[Extracted data entries]

use std::collections::HashMap;
use std::sync::{Mutex, PoisonError};

use crate::error::PersistenceError;
use crate::fixtures;
use crate::kv::KeyValueStore;

/// In-process store used as a test double and for the sample data set.
#[derive(Debug, Default)]
pub struct MemoryStore {
    entries: Mutex<HashMap<String, String>>,
}

impl MemoryStore {
    pub fn new() -> Self {
        Self::default()
    }

    /// A store pre-loaded with the sample teams, matches and grounds.
    pub fn seeded() -> Result<Self, PersistenceError> {
        let store = Self::new();
        for (key, value) in fixtures::sample_entries()? {
            store.insert(key, value);
        }
        Ok(store)
    }

    pub fn insert(&self, key: impl Into<String>, value: impl Into<String>) {
        self.lock().insert(key.into(), value.into());
    }

    pub fn raw(&self, key: &str) -> Option<String> {
        self.lock().get(key).cloned()
    }

    pub fn is_empty(&self) -> bool {
        self.lock().is_empty()
    }

    fn lock(&self) -> std::sync::MutexGuard<'_, HashMap<String, String>> {
        self.entries.lock().unwrap_or_else(PoisonError::into_inner)
    }
}

impl KeyValueStore for MemoryStore {
    async fn get(&self, key: &str) -> Result<Option<String>, PersistenceError> {
        Ok(self.raw(key))
    }

    async fn set(&self, key: &str, value: String) -> Result<(), PersistenceError> {
        self.insert(key, value);
        Ok(())
    }

    async fn remove(&self, key: &str) -> Result<(), PersistenceError> {
        self.lock().remove(key);
        Ok(())
    }
}

#[cfg(test)]
mod tests {
    use super::*;

    #[tokio::test]
    async fn test_get_set_remove() {
        let store = MemoryStore::new();
        assert_eq!(store.get("teams").await.unwrap(), None);
        store.set("teams", "[]".into()).await.unwrap();
        assert_eq!(store.get("teams").await.unwrap().as_deref(), Some("[]"));
        store.remove("teams").await.unwrap();
        assert!(store.is_empty());
    }

    #[test]
    fn test_seeded_has_sample_keys() {
        let store = MemoryStore::seeded().unwrap();
        assert!(store.raw("teams").is_some());
        assert!(store.raw("matches").is_some());
        assert!(store.raw("grounds").is_some());
        assert!(store.raw("tournaments").is_none());
    }
}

◆ **REQUIREMENT**: The records above should be restated exactly, line for line.

◆ **OUTPUT OF THE TASK**:
use std::collections::HashMap;
use std::sync::{Mutex, PoisonError};

use crate::error::PersistenceError;
use crate::fixtures;
use crate::kv::KeyValueStore;

/// In-process store used as a test double and for the sample data set.
#[derive(Debug, Default)]
pub struct MemoryStore {
    entries: Mutex<HashMap<String, String>>,
}

impl MemoryStore {
    pub fn new() -> Self {
        Self::default()
    }

    /// A store pre-loaded with the sample teams, matches and grounds.
    pub fn seeded() -> Result<Self, PersistenceError> {
        let store = Self::new();
        for (key, value) in fixtures::sample_entries()? {
            store.insert(key, value);
        }
        Ok(store)
    }

    pub fn insert(&self, key: impl Into<String>, value: impl Into<String>) {
        self.lock().insert(key.into(), value.into());
    }

    pub fn raw(&self, key: &str) -> Option<String> {
        self.lock().get(key).cloned()
    }

    pub fn is_empty(&self) -> bool {
        self.lock().is_empty()
    }

    fn lock(&self) -> std::sync::MutexGuard<'_, HashMap<String, String>> {
        self.entries.lock().unwrap_or_else(PoisonError::into_inner)
    }
}

impl KeyValueStore for MemoryStore {
    async fn get(&self, key: &str) -> Result<Option<String>, PersistenceError> {
        Ok(self.raw(key))
    }

    async fn set(&self, key: &str, value: String) -> Result<(), PersistenceError> {
        self.insert(key, value);
        Ok(())
    }

    async fn remove(&self, key: &str) -> Result<(), PersistenceError> {
        self.lock().remove(key);
        Ok(())
    }
}

#[cfg(test)]
mod tests {
    use super::*;

    #[tokio::test]
    async fn test_get_set_remove() {
        let store = MemoryStore::new();
        assert_eq!(store.get("teams").await.unwrap(), None);
        store.set("teams", "[]".into()).await.unwrap();
        assert_eq!(store.get("teams").await.unwrap().as_deref(), Some("[]"));
        store.remove("teams").await.unwrap();
        assert!(store.is_empty());
    }

    #[test]
    fn test_seeded_has_sample_keys() {
        let store = MemoryStore::seeded().unwrap();
        assert!(store.raw("teams").is_some());
        assert!(store.raw("matches").is_some());
        assert!(store.raw("grounds").is_some());
        assert!(store.raw("tournaments").is_none());
    }
}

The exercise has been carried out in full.